Descoberta foi “sorte”

As abordagens tradicionais de microscopia analisam fatias finas de tecido 2D e os pesquisadores acham que é por isso que os FPSs não foram vistos antes --eles são muito finos e só aparecem temporariamente.

Dessa vez, a equipe fez o equivalente a um filme em 3D do sistema imunológico em ação, que revelou muitos tipos diferentes de células imunes nesses FPSs. Uma delas, que continha células de memória do tipo B (que dizem ao sistema imunológico como combater uma infecção específica) se transformam em células de plasma para produzir anticorpos e fazem o trabalho real de combater a ameaça.

"Foi emocionante ver as células B de memória sendo ativadas e agrupadas nesta nova estrutura que nunca havia sido vista antes", diz um dos integrantes da equipe, Imogen Moran. "Nós a vimos se movimentando, interagindo com todas essas outras células do sistema imunológico e se transformando em células plasmáticas diante de nossos olhos".

O trabalho foi publicado no periódico Nature Communications na quarta-feira (22).

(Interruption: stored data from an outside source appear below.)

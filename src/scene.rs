use std::cell::RefCell;
use std::rc::Rc;
use crate::budget::ParticleBudget;
use crate::config::SceneSettings;
use crate::constants::{MAX_FRAME_ELAPSED_MS, TICKER_FRAME_MS};
use crate::particles::ParticlePool;
use crate::rng::Rng;
use crate::rockets::{Emitter, Rocket, RocketKind, RocketParams};
use crate::scene_graph::{Node, NodeId, SceneGraph};

pub type SharedScene = Rc<RefCell<Scene>>;

/// The whole simulated background: rockets, their particles and the budget they share.
/// Browser-free; the host feeds it frame times and paints its graph.
pub struct Scene {
    graph: SceneGraph,
    layer: Option<NodeId>,
    rockets: Vec<Rocket>,
    particles: ParticlePool,
    budget: ParticleBudget,
    rng: Rng,
    settings: SceneSettings,
    clock_ms: f64,
    active: bool,
}

impl Scene {
    pub fn new(settings: SceneSettings, rng: Rng) -> Self {
        let mut scene = Self {
            graph: SceneGraph::new(),
            layer: None,
            rockets: Vec::new(),
            particles: ParticlePool::new(),
            budget: ParticleBudget::new(settings.max_particles),
            rng,
            settings: settings.clone(),
            clock_ms: 0.0,
            active: false,
        };
        scene.rebuild(settings);
        scene
    }

    /// Drops every rocket and particle and populates a fresh rocket layer.
    pub fn rebuild(&mut self, settings: SceneSettings) {
        self.clear();
        self.settings = settings;
        self.budget.reset(self.settings.max_particles);

        let root = self.graph.root();
        self.layer = self.graph.spawn(root, Node::new("rockets"));
        for _ in 0..self.settings.rocket_count {
            let kind = RocketKind::from_index(self.rng.index(RocketKind::ALL.len()));
            let params = RocketParams::random(&mut self.rng, kind, &self.settings);
            self.spawn_rocket(params);
        }
        self.active = true;
    }

    pub fn spawn_rocket(&mut self, params: RocketParams) -> Option<&Rocket> {
        let layer = self.layer?;
        let rocket = Rocket::spawn(&mut self.graph, layer, params, self.settings.tier)?;
        self.rockets.push(rocket);
        self.rockets.last()
    }

    /// Stops all simulation; later ticks are no-ops until the next rebuild.
    pub fn teardown(&mut self) {
        self.clear();
        self.active = false;
    }

    fn clear(&mut self) {
        if let Some(layer) = self.layer.and_then(|id| self.graph.node(id)) {
            log::debug!("clearing '{}' layer: {} rockets, {} particles", layer.label, self.rockets.len(), self.budget.count());
        }
        self.rockets.clear();
        self.particles.clear();
        let root = self.graph.root();
        self.graph.clear_children(root);
        self.layer = None;
        self.budget.reset(self.settings.max_particles);
    }

    /// One rendered frame. Particles catch up on their fixed-step clocks first so
    /// the ones emitted this frame start from zero elapsed time.
    pub fn tick(&mut self, elapsed_ms: f64) {
        if !self.active {
            return;
        }
        let elapsed_ms = elapsed_ms.clamp(0.0, MAX_FRAME_ELAPSED_MS);
        self.clock_ms += elapsed_ms;
        let delta = elapsed_ms / TICKER_FRAME_MS;

        self.particles.update(elapsed_ms, &mut self.graph, &mut self.budget);

        let tier = self.settings.tier;
        let (width, height) = (self.settings.width, self.settings.height);
        for rocket in self.rockets.iter_mut() {
            rocket.advance(&mut self.graph, delta, width, height, &mut self.rng);
            let mut emitter = Emitter {
                graph: &mut self.graph,
                pool: &mut self.particles,
                budget: &mut self.budget,
                rng: &mut self.rng,
                tier,
            };
            emitter.roll(rocket);
            rocket.pulse(&mut self.graph, self.clock_ms, tier);
        }
    }

    pub fn graph(&self) -> &SceneGraph {
        &self.graph
    }

    pub fn rockets(&self) -> &[Rocket] {
        &self.rockets
    }

    pub fn budget(&self) -> &ParticleBudget {
        &self.budget
    }

    #[cfg(test)]
    pub fn particles(&self) -> &ParticlePool {
        &self.particles
    }

    pub fn settings(&self) -> &SceneSettings {
        &self.settings
    }

    pub fn is_active(&self) -> bool {
        self.active
    }
}

#[cfg(test)]
mod tests {
    use super::*;
    use crate::config::{DeviceProfile, DeviceTier, SceneOptions};
    use crate::rockets::Wobble;

    fn settings(width: f64, cores: Option<u32>) -> SceneSettings {
        let profile = DeviceProfile { width, height: 700.0, pixel_ratio: 1.0, hardware_concurrency: cores };
        SceneSettings::resolve(&profile, &SceneOptions::default())
    }

    fn run(scene: &mut Scene, frames: usize) {
        for _ in 0..frames {
            scene.tick(1000.0 / 30.0);
        }
    }

    #[test]
    fn test_build_spawns_table_count() {
        assert_eq!(Scene::new(settings(1024.0, None), Rng::new(1)).rockets().len(), 8);
        assert_eq!(Scene::new(settings(1920.0, None), Rng::new(1)).rockets().len(), 15);
        assert_eq!(Scene::new(settings(320.0, Some(2)), Rng::new(1)).rockets().len(), 4);
        assert_eq!(Scene::new(settings(320.0, Some(8)), Rng::new(1)).rockets().len(), 6);
    }

    #[test]
    fn test_rockets_start_below_viewport() {
        let scene = Scene::new(settings(1280.0, None), Rng::new(3));
        for r in scene.rockets() {
            let (x, y) = r.position(scene.graph()).unwrap();
            assert_eq!(y, 750.0);
            assert!((0.0..1280.0).contains(&x));
        }
    }

    #[test]
    fn test_budget_holds_over_long_run() {
        let mut scene = Scene::new(settings(1920.0, None), Rng::new(9));
        for _ in 0..600 {
            scene.tick(1000.0 / 30.0);
            let b = scene.budget();
            assert!(b.count() <= b.max());
            assert_eq!(b.count(), scene.particles().len());
        }
        assert!(scene.budget().count() > 0);
    }

    #[test]
    fn test_low_power_ceiling() {
        let mut scene = Scene::new(settings(375.0, Some(2)), Rng::new(5));
        assert_eq!(scene.settings().tier, DeviceTier::LowPower);
        assert_eq!(scene.budget().max(), 120);
        run(&mut scene, 300);
        assert!(scene.budget().count() <= 120);
    }

    #[test]
    fn test_rebuild_resets_budget_and_population() {
        let mut scene = Scene::new(settings(1920.0, None), Rng::new(11));
        run(&mut scene, 60);
        assert!(scene.budget().count() > 0);
        let old_rocket = scene.rockets()[0].node;

        scene.rebuild(settings(1024.0, None));
        assert_eq!(scene.budget().count(), 0);
        assert!(scene.particles().is_empty());
        assert_eq!(scene.rockets().len(), 8);
        assert!(!scene.graph().contains(old_rocket));
        assert_eq!(scene.graph().children(scene.graph().root()).len(), 1);
    }

    #[test]
    fn test_single_rocket_climbs_fifty_units() {
        let mut s = settings(1280.0, None);
        s.rocket_count = 0;
        let mut scene = Scene::new(s, Rng::new(2));
        let params = RocketParams {
            kind: RocketKind::Classic,
            x: 640.0,
            y: 600.0,
            size: 1.0,
            speed: 1.0,
            heading: 0.0,
            wobble: Wobble::NONE,
        };
        scene.spawn_rocket(params).unwrap();
        run(&mut scene, 50);
        let (x, y) = scene.rockets()[0].position(scene.graph()).unwrap();
        assert!((y - 550.0).abs() < 1e-9);
        assert!((x - 640.0).abs() < 1e-9);
    }

    #[test]
    fn test_zero_ceiling_scene_has_no_particles() {
        let mut s = settings(1920.0, None);
        s.max_particles = 0;
        let mut scene = Scene::new(s, Rng::new(4));
        run(&mut scene, 200);
        assert_eq!(scene.budget().count(), 0);
        assert!(scene.particles().is_empty());
    }

    #[test]
    fn test_teardown_freezes_former_particles() {
        let mut scene = Scene::new(settings(1920.0, None), Rng::new(21));
        run(&mut scene, 20);
        let live: Vec<NodeId> = scene.particles().iter().map(|p| p.node).take(10).collect();
        assert_eq!(live.len(), 10);

        scene.teardown();
        assert!(!scene.is_active());
        assert!(scene.particles().is_empty());
        assert!(scene.rockets().is_empty());
        assert_eq!(scene.budget().count(), 0);

        let nodes = scene.graph().len();
        run(&mut scene, 30);
        assert_eq!(scene.graph().len(), nodes);
        for id in live {
            assert!(scene.graph().node(id).is_none());
        }
    }

    #[test]
    fn test_particles_expire_eventually() {
        let mut scene = Scene::new(settings(1920.0, None), Rng::new(8));
        run(&mut scene, 30);
        let first: Vec<NodeId> = scene.particles().iter().map(|p| p.node).collect();
        assert!(!first.is_empty());
        // Longest standard life is 50 steps at fade 1.
        run(&mut scene, 60);
        for id in first {
            assert!(scene.particles().iter().all(|p| p.node != id));
        }
    }

    #[test]
    fn test_huge_frame_gap_is_clamped() {
        let mut s = settings(1280.0, None);
        s.rocket_count = 0;
        let mut scene = Scene::new(s, Rng::new(2));
        let params = RocketParams {
            kind: RocketKind::Tall,
            x: 640.0,
            y: 600.0,
            size: 1.0,
            speed: 1.0,
            heading: 0.0,
            wobble: Wobble { offset: 0.0, speed: 0.01, amount: 0.0 },
        };
        scene.spawn_rocket(params).unwrap();
        scene.tick(60_000.0);
        let wobble = scene.rockets()[0].wobble.offset;
        assert!((wobble - 0.01 * MAX_FRAME_ELAPSED_MS / TICKER_FRAME_MS).abs() < 1e-9);
    }
}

Células imunológicas reunidas no SPF, com a parte roxa mostrando a superfície do novo órgão - Imogen Moran/Tri Phan
Células imunológicas reunidas no SPF, com a parte roxa mostrando a superfície do novo órgão
Imagem: Imogen Moran/Tri Phan

Vacinas à vista

Segundo os cientistas, esse novo órgão pode ajudar no desenvolvimento de vacinas mais eficazes no futuro.

As vacinas são baseadas no fato de que, uma vez que o corpo tenha encontrado um tipo específico de infecção, ele é mais capaz de se defender contra isso na próxima vez. Essa nova pesquisa sugere que o micro-órgão pode ser a chave para a maneira como nosso corpo "lembra" a imunidade.

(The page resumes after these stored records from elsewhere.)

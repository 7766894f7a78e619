use std::cell::{Cell, RefCell};
use std::rc::Rc;
use wasm_bindgen::prelude::*;
use wasm_bindgen::JsCast;
use crate::error::SceneError;

/// rAF timestamps jitter by a fraction of a millisecond.
const FRAME_SLACK_MS: f64 = 1.0;

/// Drops animation frames that arrive faster than `max_fps`.
///
/// `gate` is the phase-aligned point the next frame is measured against; `accepted`
/// is the timestamp of the last frame handed out, so reported times sum to wall clock.
#[derive(Debug, Clone)]
pub struct FrameLimiter {
    min_interval_ms: f64,
    gate: f64,
    accepted: Option<f64>,
}

impl FrameLimiter {
    pub fn new(max_fps: u32) -> Self {
        Self { min_interval_ms: 1000.0 / max_fps.max(1) as f64, gate: 0.0, accepted: None }
    }

    /// Milliseconds since the last accepted frame, or `None` when this one should be skipped.
    /// The first frame is accepted with zero elapsed time.
    pub fn accept(&mut self, timestamp: f64) -> Option<f64> {
        let accepted = match self.accepted {
            Some(t) if timestamp >= t => t,
            _ => {
                let first = self.accepted.is_none();
                self.gate = timestamp;
                self.accepted = Some(timestamp);
                return if first { Some(0.0) } else { None };
            }
        };
        let since_gate = timestamp - self.gate;
        if since_gate + FRAME_SLACK_MS < self.min_interval_ms {
            return None;
        }
        // Keep the remainder in the gate so a 60 Hz display settles on an even cadence.
        let carry = if since_gate >= self.min_interval_ms { since_gate % self.min_interval_ms } else { 0.0 };
        self.gate = timestamp - carry;
        self.accepted = Some(timestamp);
        Some(timestamp - accepted)
    }
}

type FrameCallback = Rc<RefCell<Option<Closure<dyn FnMut(f64)>>>>;

/// A requestAnimationFrame loop that can be stopped from outside.
pub struct FrameLoop {
    running: Rc<Cell<bool>>,
    handle: Rc<Cell<Option<i32>>>,
    callback: FrameCallback,
}

impl FrameLoop {
    pub fn start(max_fps: u32, mut on_frame: impl FnMut(f64) + 'static) -> Result<Self, SceneError> {
        let window = web_sys::window().ok_or(SceneError::NoWindow)?;
        let running = Rc::new(Cell::new(true));
        let handle = Rc::new(Cell::new(None));
        let f: FrameCallback = Rc::new(RefCell::new(None));
        let g = f.clone();

        let mut limiter = FrameLimiter::new(max_fps);
        let (run, next) = (running.clone(), handle.clone());
        *g.borrow_mut() = Some(Closure::wrap(Box::new(move |timestamp: f64| {
            if !run.get() {
                return;
            }
            if let Some(elapsed) = limiter.accept(timestamp) {
                on_frame(elapsed);
            }
            if !run.get() {
                return;
            }

            // Request next frame
            if let (Some(window), Some(cb)) = (web_sys::window(), f.borrow().as_ref()) {
                if let Ok(id) = window.request_animation_frame(cb.as_ref().unchecked_ref()) {
                    next.set(Some(id));
                }
            }
        }) as Box<dyn FnMut(f64)>));

        if let Some(cb) = g.borrow().as_ref() {
            let id = window
                .request_animation_frame(cb.as_ref().unchecked_ref())
                .map_err(SceneError::attach)?;
            handle.set(Some(id));
        }

        Ok(Self { running, handle, callback: g })
    }

    /// Cancels the pending frame and releases the callback. Must not be called from inside `on_frame`.
    pub fn stop(&self) {
        self.running.set(false);
        if let Some(id) = self.handle.take() {
            if let Some(window) = web_sys::window() {
                let _ = window.cancel_animation_frame(id);
            }
        }
        self.callback.borrow_mut().take();
    }
}

impl Drop for FrameLoop {
    fn drop(&mut self) {
        self.stop();
    }
}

"Quando você está combatendo bactérias que podem duplicar em número a cada 20 ou 30 minutos, cada momento é importante", diz o pesquisador sênior Tri Phan. "Para ser franco, se o seu sistema imunológico leva muito tempo para montar as ferramentas para combater a infecção, você morre."

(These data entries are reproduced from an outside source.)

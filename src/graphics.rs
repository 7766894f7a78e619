/// 0xRRGGBB
pub type Color = u32;

pub const WHITE: Color = 0xFFFFFF;
pub const BLACK: Color = 0x000000;

#[derive(Debug, Clone, Copy, PartialEq)]
pub struct Paint {
    pub color: Color,
    pub alpha: f64,
}

impl Paint {
    pub const fn new(color: Color, alpha: f64) -> Self {
        Self { color, alpha }
    }

    pub const fn solid(color: Color) -> Self {
        Self { color, alpha: 1.0 }
    }
}

#[derive(Debug, Clone, PartialEq)]
pub enum Shape {
    Rect { x: f64, y: f64, w: f64, h: f64 },
    Circle { x: f64, y: f64, r: f64 },
    Poly(Vec<(f64, f64)>),
}

#[derive(Debug, Clone, PartialEq)]
pub enum DrawCmd {
    Fill { shape: Shape, paint: Paint },
    Lines { segments: Vec<[(f64, f64); 2]>, paint: Paint, width: f64 },
    Arc { x: f64, y: f64, r: f64, start: f64, end: f64, paint: Paint, width: f64 },
}

/// Retained list of vector primitives in node-local coordinates.
/// Built once when a visual object is spawned, replayed by the renderer every frame.
#[derive(Debug, Clone, Default)]
pub struct Graphics {
    cmds: Vec<DrawCmd>,
}

impl Graphics {
    pub fn new() -> Self {
        Self::default()
    }

    pub fn fill_rect(&mut self, x: f64, y: f64, w: f64, h: f64, paint: Paint) -> &mut Self {
        self.cmds.push(DrawCmd::Fill { shape: Shape::Rect { x, y, w, h }, paint });
        self
    }

    pub fn fill_circle(&mut self, x: f64, y: f64, r: f64, paint: Paint) -> &mut Self {
        self.cmds.push(DrawCmd::Fill { shape: Shape::Circle { x, y, r }, paint });
        self
    }

    pub fn fill_poly(&mut self, points: &[(f64, f64)], paint: Paint) -> &mut Self {
        if points.len() >= 3 {
            self.cmds.push(DrawCmd::Fill { shape: Shape::Poly(points.to_vec()), paint });
        }
        self
    }

    pub fn stroke_lines(&mut self, segments: &[[(f64, f64); 2]], width: f64, paint: Paint) -> &mut Self {
        if !segments.is_empty() {
            self.cmds.push(DrawCmd::Lines { segments: segments.to_vec(), paint, width });
        }
        self
    }

    pub fn stroke_arc(&mut self, x: f64, y: f64, r: f64, start: f64, end: f64, width: f64, paint: Paint) -> &mut Self {
        self.cmds.push(DrawCmd::Arc { x, y, r, start, end, paint, width });
        self
    }

    pub fn commands(&self) -> &[DrawCmd] {
        &self.cmds
    }

    pub fn is_empty(&self) -> bool {
        self.cmds.is_empty()
    }

    #[cfg(test)]
    pub fn len(&self) -> usize {
        self.cmds.len()
    }
}

pub fn css_rgba(color: Color, alpha: f64) -> String {
    let r = (color >> 16) & 0xFF;
    let g = (color >> 8) & 0xFF;
    let b = color & 0xFF;
    format!("rgba({}, {}, {}, {})", r, g, b, alpha.clamp(0.0, 1.0))
}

É por isso que as vacinas são tão importantes. A vacinação treina o sistema imunológico, para que ele possa produzir anticorpos muito rapidamente quando uma infecção reaparece. O problema é que até agora os cientistas não sabiam como e onde isso acontece.

Segundo os pesquisadores, as estruturas do SPF no topo dos linfonodos os posiciona perfeitamente para combater infecções --e rápido.

Atualmente, as vacinas se concentram na produção de células B de memória, mas este estudo sugere que o processo poderia ser mais eficiente também observando como elas se transformam em células plasmáticas por meio do funcionamento interno de um SPF.

"Essa é uma estrutura que está lá desde o começo, mas ninguém a tinha visto ainda, porque não usavam as ferramentas certas", diz Phan. "É um lembrete notável de que ainda existem mistérios escondidos dentro do corpo --embora nós, cientistas, examinemos os tecidos através do microscópio há mais de 300 anos".